■ ENTRIES SUPPLIED ■
use std::sync::Arc;

use super::chat_completions::{ChatCompletionsConfig, ChatCompletionsProvider};
use super::http_client::HttpClientTrait;
use crate::config::{AppConfig, OpenRouterConfig};
use crate::domain::TextProvider;

/// Fallback chains built from configuration
#[derive(Debug, Clone)]
pub struct ProviderChains {
    pub recipe: Vec<Arc<dyn TextProvider>>,
    pub diet_plan: Vec<Arc<dyn TextProvider>>,
}

/// Factory for the text provider chains
#[derive(Debug)]
pub struct LlmProviderFactory;

impl LlmProviderFactory {
    /// Build both chains, sharing one HTTP client
    pub fn create_chains<C>(config: &AppConfig, client: C) -> ProviderChains
    where
        C: HttpClientTrait + Clone + 'static,
    {
        ProviderChains {
            recipe: Self::recipe_chain(config, client.clone()),
            diet_plan: Self::diet_plan_chain(config, client),
        }
    }

    /// Recipe generation goes through OpenRouter only
    pub fn recipe_chain<C>(config: &AppConfig, client: C) -> Vec<Arc<dyn TextProvider>>
    where
        C: HttpClientTrait + 'static,
    {
        let model = &config.generation.recipe_model;
        vec![Self::create_openrouter(
            client,
            &config.providers.openrouter,
            model,
        )]
    }

    /// Diet plans try OpenAI directly, then the preferred OpenRouter model,
    /// then the OpenRouter fallback models in order
    pub fn diet_plan_chain<C>(config: &AppConfig, client: C) -> Vec<Arc<dyn TextProvider>>
    where
        C: HttpClientTrait + Clone + 'static,
    {
        let generation = &config.generation;
        let openai = &config.providers.openai;
        let mut chain: Vec<Arc<dyn TextProvider>> = Vec::new();

        chain.push(Arc::new(ChatCompletionsProvider::new(
            client.clone(),
            ChatCompletionsConfig::new(
                "openai",
                &openai.base_url,
                openai.api_key.clone(),
                &generation.diet_openai_model,
            ),
        )));

        let models = generation
            .diet_model
            .iter()
            .chain(generation.diet_fallback_models.iter());

        for model in models {
            chain.push(Self::create_openrouter(
                client.clone(),
                &config.providers.openrouter,
                model,
            ));
        }

        chain
    }

    /// Create an OpenRouter provider for a single model
    pub fn create_openrouter<C>(
        client: C,
        openrouter: &OpenRouterConfig,
        model: &str,
    ) -> Arc<dyn TextProvider>
    where
        C: HttpClientTrait + 'static,
    {
        let config = ChatCompletionsConfig::new(
            "openrouter",
            &openrouter.base_url,
            openrouter.api_key.clone(),
            model,
        )
        .with_header("HTTP-Referer", &openrouter.referer)
        .with_header("X-Title", &openrouter.title);

        Arc::new(ChatCompletionsProvider::new(client, config))
    }
}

■ DESCRIPTION OF THE TASK ■
Could you filter the entries above for lines holding the string "push" and copy them?

■ OUTPUT OF THE TASK ■
        chain.push(Arc::new(ChatCompletionsProvider::new(
            chain.push(Self::create_openrouter(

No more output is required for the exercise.